_Task details_.
Copy out every line of the data that has the word "true" somewhere in it.

Collected data entries

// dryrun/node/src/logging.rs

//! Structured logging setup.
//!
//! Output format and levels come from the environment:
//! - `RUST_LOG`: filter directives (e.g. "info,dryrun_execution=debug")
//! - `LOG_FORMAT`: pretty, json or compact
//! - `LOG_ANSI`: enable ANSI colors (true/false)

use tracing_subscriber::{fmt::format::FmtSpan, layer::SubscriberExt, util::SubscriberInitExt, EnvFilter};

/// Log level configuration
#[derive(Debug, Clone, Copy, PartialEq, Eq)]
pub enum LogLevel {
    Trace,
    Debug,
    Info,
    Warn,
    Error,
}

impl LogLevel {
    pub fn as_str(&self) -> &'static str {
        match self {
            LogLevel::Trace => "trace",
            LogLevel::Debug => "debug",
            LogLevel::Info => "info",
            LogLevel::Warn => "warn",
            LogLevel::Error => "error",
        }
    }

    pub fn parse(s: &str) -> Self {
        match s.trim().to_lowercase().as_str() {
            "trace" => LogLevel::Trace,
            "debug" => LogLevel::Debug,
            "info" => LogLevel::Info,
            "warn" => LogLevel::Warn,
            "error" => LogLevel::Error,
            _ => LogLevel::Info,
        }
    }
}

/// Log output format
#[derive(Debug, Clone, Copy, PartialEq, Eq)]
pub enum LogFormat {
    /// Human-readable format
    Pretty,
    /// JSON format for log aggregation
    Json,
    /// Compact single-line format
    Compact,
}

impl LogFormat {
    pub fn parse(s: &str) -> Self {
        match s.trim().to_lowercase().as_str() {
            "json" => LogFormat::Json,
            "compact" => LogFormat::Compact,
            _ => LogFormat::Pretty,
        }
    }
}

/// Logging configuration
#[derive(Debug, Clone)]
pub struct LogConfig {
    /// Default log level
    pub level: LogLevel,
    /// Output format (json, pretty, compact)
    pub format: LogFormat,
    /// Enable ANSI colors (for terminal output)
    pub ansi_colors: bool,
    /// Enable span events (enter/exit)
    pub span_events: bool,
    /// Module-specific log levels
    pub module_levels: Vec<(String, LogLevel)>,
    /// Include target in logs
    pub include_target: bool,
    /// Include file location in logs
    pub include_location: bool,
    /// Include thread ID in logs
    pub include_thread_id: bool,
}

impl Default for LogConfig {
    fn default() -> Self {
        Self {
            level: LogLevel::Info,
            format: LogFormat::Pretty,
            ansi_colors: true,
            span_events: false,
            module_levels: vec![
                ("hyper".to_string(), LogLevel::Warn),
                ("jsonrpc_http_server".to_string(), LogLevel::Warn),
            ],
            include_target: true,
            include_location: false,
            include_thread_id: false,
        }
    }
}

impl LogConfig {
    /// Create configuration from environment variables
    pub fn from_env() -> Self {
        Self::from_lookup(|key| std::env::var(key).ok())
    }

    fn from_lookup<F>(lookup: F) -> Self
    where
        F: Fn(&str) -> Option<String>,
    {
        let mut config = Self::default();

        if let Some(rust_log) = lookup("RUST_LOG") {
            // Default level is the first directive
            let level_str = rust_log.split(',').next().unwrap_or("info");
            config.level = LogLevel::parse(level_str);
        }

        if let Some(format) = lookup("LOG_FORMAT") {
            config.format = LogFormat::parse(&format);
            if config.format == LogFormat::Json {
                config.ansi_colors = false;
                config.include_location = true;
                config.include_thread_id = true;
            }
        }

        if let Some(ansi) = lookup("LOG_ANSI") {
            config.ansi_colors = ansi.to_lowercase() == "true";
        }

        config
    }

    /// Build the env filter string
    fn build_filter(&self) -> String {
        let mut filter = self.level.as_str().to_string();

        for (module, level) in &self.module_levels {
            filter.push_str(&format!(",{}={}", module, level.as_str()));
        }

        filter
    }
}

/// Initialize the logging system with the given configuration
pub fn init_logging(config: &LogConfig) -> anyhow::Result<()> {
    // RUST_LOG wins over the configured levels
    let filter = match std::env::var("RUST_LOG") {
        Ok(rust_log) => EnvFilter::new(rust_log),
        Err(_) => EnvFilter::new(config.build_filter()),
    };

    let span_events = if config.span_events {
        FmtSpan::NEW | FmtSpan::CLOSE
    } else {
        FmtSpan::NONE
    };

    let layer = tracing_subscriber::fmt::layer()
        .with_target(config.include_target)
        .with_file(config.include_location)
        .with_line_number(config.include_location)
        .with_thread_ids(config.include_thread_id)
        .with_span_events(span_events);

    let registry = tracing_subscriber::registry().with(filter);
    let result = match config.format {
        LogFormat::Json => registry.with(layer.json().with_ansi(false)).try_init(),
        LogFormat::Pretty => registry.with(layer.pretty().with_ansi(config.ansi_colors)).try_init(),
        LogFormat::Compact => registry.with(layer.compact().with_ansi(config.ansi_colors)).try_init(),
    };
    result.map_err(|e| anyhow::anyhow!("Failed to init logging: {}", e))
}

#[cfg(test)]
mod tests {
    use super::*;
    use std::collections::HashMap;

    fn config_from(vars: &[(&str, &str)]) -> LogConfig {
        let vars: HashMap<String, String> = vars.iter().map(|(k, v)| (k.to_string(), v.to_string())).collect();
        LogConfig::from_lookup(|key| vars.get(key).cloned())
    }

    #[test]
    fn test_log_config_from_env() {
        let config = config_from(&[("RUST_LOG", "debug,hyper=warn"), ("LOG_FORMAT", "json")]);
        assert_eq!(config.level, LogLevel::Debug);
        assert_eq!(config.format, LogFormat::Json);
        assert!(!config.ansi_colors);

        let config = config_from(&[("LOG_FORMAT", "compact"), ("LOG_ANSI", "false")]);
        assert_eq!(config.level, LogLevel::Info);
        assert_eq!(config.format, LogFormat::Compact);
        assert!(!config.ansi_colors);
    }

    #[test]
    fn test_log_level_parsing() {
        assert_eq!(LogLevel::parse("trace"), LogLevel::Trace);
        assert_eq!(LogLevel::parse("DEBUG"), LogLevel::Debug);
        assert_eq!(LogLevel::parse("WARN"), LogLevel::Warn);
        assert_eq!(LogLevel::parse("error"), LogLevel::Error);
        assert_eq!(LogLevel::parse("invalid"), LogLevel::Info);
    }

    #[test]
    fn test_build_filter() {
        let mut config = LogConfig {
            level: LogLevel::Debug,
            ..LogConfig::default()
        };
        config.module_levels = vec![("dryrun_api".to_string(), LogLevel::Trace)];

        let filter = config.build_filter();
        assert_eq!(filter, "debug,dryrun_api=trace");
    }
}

--

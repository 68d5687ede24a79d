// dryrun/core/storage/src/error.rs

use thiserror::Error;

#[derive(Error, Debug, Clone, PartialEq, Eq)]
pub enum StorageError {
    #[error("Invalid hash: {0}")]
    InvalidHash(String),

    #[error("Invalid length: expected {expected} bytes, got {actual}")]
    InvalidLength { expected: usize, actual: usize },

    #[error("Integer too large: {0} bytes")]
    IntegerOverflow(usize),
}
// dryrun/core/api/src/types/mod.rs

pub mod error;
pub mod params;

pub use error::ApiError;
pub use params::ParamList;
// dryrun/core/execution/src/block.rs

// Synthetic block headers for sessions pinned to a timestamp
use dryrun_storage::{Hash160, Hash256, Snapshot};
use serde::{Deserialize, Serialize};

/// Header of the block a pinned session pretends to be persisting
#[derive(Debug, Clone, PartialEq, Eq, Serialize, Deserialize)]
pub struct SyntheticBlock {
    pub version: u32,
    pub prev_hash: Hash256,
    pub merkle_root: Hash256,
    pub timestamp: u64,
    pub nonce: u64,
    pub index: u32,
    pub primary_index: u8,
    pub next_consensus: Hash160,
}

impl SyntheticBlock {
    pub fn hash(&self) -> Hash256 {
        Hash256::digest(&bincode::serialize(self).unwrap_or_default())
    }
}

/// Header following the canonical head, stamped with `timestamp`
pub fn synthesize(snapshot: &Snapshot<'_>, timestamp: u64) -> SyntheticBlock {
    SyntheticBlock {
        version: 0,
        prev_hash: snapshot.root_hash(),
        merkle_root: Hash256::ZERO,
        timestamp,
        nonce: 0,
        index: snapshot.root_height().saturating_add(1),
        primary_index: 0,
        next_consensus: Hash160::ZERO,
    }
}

_Task response_.
//! - `LOG_ANSI`: enable ANSI colors (true/false)
            ansi_colors: true,
            include_target: true,
                config.include_location = true;
                config.include_thread_id = true;
            config.ansi_colors = ansi.to_lowercase() == "true";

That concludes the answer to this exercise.